Through this research, we constructed models that connect the walker’s gait kinematics and the observer’s perception of attractiveness. Results suggested two models behind gait attractiveness in both barefoot and high-heel walking: one composed of trunk and head silhouette factors and the other of physique, trunk silhouette, and health-related gait factors. These models clarified the gait kinematics and physique factors that lead to gait attractiveness and femininity.
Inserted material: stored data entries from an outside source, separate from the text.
//! Persistence integration tests: the relay writes rooms to RocksDB and
//! restores them when members come back.

use std::path::Path;
use std::sync::Arc;
use tempfile::tempdir;
use tokio::net::TcpListener;
use tokio::time::{sleep, timeout, Duration};

use tutor_collab::client::{ClientConfig, SyncClient};
use tutor_collab::crdt::Document;
use tutor_collab::protocol::RoomKey;
use tutor_collab::server::{RelayConfig, RelayServer};
use tutor_collab::session::{ConnectionStatus, SessionEvent};
use tutor_collab::storage::{RoomStore, StoreConfig};

async fn start_relay(storage: &Path) -> (u16, Arc<RelayServer>) {
    let listener = TcpListener::bind("127.0.0.1:0").await.unwrap();
    let port = listener.local_addr().unwrap().port();
    let config = RelayConfig::for_testing(Some(storage.to_path_buf()));
    let server = Arc::new(RelayServer::new(config).unwrap());
    let serving = server.clone();
    tokio::spawn(async move {
        serving.serve(listener).await.unwrap();
    });
    (port, server)
}

fn client(port: u16, key: &RoomKey) -> SyncClient {
    SyncClient::connect(key.clone(), ClientConfig::for_testing(format!("ws://127.0.0.1:{port}")))
}

async fn wait_for(what: &str, check: impl Fn() -> bool) {
    let waited = timeout(Duration::from_secs(5), async {
        while !check() {
            sleep(Duration::from_millis(10)).await;
        }
    })
    .await;
    assert!(waited.is_ok(), "timed out waiting for {what}");
}

fn stored_text(store: &RoomStore, key: &RoomKey) -> Option<String> {
    let mut doc = Document::with_origin(1);
    let snapshot = store.load_snapshot(key).ok()??;
    doc.merge(&snapshot);
    for update in store.load_updates(key).ok()? {
        doc.merge(&update);
    }
    Some(doc.text())
}

#[test]
fn test_room_roundtrip_via_store() {
    let dir = tempdir().unwrap();
    let key = RoomKey::note("roundtrip");
    let mut doc = Document::with_origin(3);
    let first = doc.insert_text(0, "lecture notes").unwrap();
    let second = doc.delete_range(0..8).unwrap();

    {
        let store = RoomStore::open(StoreConfig::for_testing(dir.path())).unwrap();
        store.append_update(&key, &first).unwrap();
        store.append_update(&key, &second).unwrap();
        assert_eq!(store.load_metadata(&key).unwrap().unwrap().logged_updates, 2);
    }

    let store = RoomStore::open(StoreConfig::for_testing(dir.path())).unwrap();
    let mut restored = Document::with_origin(4);
    for update in store.load_updates(&key).unwrap() {
        restored.merge(&update);
    }
    assert_eq!(restored.text(), "notes");

    store.save_snapshot(&key, &restored.snapshot()).unwrap();
    assert!(store.load_updates(&key).unwrap().is_empty());
    assert_eq!(stored_text(&store, &key).as_deref(), Some("notes"));
}

#[tokio::test]
async fn test_snapshot_on_last_leave() {
    let dir = tempdir().unwrap();
    let (port, server) = start_relay(&dir.path().join("relay")).await;
    let key = RoomKey::code("leave");

    let writer = client(port, &key);
    wait_for("synced", || writer.status() == ConnectionStatus::Synced).await;
    writer.insert_text(0, "print('saved')").unwrap();
    wait_for("acknowledged", || writer.unacked_len() == 0).await;

    let store = server.store().unwrap().clone();
    assert!(store.load_metadata(&key).unwrap().unwrap().logged_updates >= 1);

    writer.close().await;
    wait_for("snapshot written", || {
        store.load_snapshot(&key).ok().flatten().is_some()
    })
    .await;

    assert_eq!(stored_text(&store, &key).as_deref(), Some("print('saved')"));
    assert!(store.load_updates(&key).unwrap().is_empty());
    assert!(server.stats().await.persisted_snapshots >= 1);
}

#[tokio::test]
async fn test_room_reloaded_after_eviction() {
    let dir = tempdir().unwrap();
    let (port, server) = start_relay(&dir.path().join("relay")).await;
    let key = RoomKey::note("evicted");

    let writer = client(port, &key);
    wait_for("synced", || writer.status() == ConnectionStatus::Synced).await;
    writer.insert_text(0, "survives eviction").unwrap();
    wait_for("acknowledged", || writer.unacked_len() == 0).await;
    writer.close().await;

    let registry = server.registry().clone();
    let evicted = timeout(Duration::from_secs(5), async {
        while registry.room_count().await > 0 {
            sleep(Duration::from_millis(20)).await;
        }
    })
    .await;
    assert!(evicted.is_ok(), "room was never evicted");

    let reader = client(port, &key);
    wait_for("reader restored", || reader.text() == "survives eviction").await;
    reader.close().await;
}

#[tokio::test]
async fn test_restart_restores_snapshot_and_log() {
    let dir = tempdir().unwrap();
    let path = dir.path().join("relay");
    let key = RoomKey::code("restart");

    // a previous relay process left a snapshot and one logged update behind
    {
        let store = RoomStore::open(StoreConfig::for_testing(&path)).unwrap();
        let mut doc = Document::with_origin(8);
        doc.insert_text(0, "fn main() {}").unwrap();
        store.save_snapshot(&key, &doc.snapshot()).unwrap();
        let tail = doc.insert_text(12, "\n").unwrap();
        store.append_update(&key, &tail).unwrap();
    }

    let (port, _server) = start_relay(&path).await;
    let reader = client(port, &key);
    wait_for("restored", || reader.text() == "fn main() {}\n").await;
    reader.close().await;
}

#[tokio::test]
async fn test_corrupt_snapshot_resets_room() {
    let dir = tempdir().unwrap();
    let path = dir.path().join("relay");
    let key = RoomKey::note("corrupt");

    {
        let store = RoomStore::open(StoreConfig::for_testing(&path)).unwrap();
        store.save_raw_snapshot(&key, b"definitely not an update").unwrap();
    }

    let (port, server) = start_relay(&path).await;

    // this member still holds the content locally
    let mut local = Document::new();
    local.insert_text(0, "kept locally").unwrap();
    let mut survivor = SyncClient::connect_with_document(
        key.clone(),
        ClientConfig::for_testing(format!("ws://127.0.0.1:{port}")),
        local,
    );
    let mut events = survivor.take_event_rx().unwrap();

    let reset = timeout(Duration::from_secs(5), async {
        while let Some(event) = events.recv().await {
            if event == SessionEvent::SessionReset {
                return true;
            }
        }
        false
    })
    .await;
    assert_eq!(reset, Ok(true));
    assert_eq!(survivor.text(), "kept locally");

    // the relay adopted the member's replica
    let other = client(port, &key);
    wait_for("relay adopted replica", || other.text() == "kept locally").await;

    let store = server.store().unwrap().clone();
    wait_for("fresh snapshot", || {
        stored_text(&store, &key).as_deref() == Some("kept locally")
    })
    .await;

    survivor.close().await;
    other.close().await;
}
Thus, we could conclude that the theoretical foundation of female gait attractiveness is based on the walkers’ physique (low BMI), a trunk silhouette that emphasizes the feminine form (lumbar curvature and backward arm swing), head silhouette (forward tilt and less horizontal shaking), and health- and age-related gait parameters such as cadence and knee extension. Since predicting the target variable from SEM-based models is possible76, these parameters may be used to predict gait attractiveness and femininity values. The study’s results have deepened our understanding of mechanisms underlying nonverbal interpersonal cognition through physical movement. In addition, business (e.g., fashion-related industries77) and education’s78 current expansion on the Metaverse is expected to increase demand for algorithms that artificially generate biological motions affecting interpersonal impressions and facilitating interpersonal communication. This study’s results can contribute to such industries’ development through the possibility of generating attractive gait motions.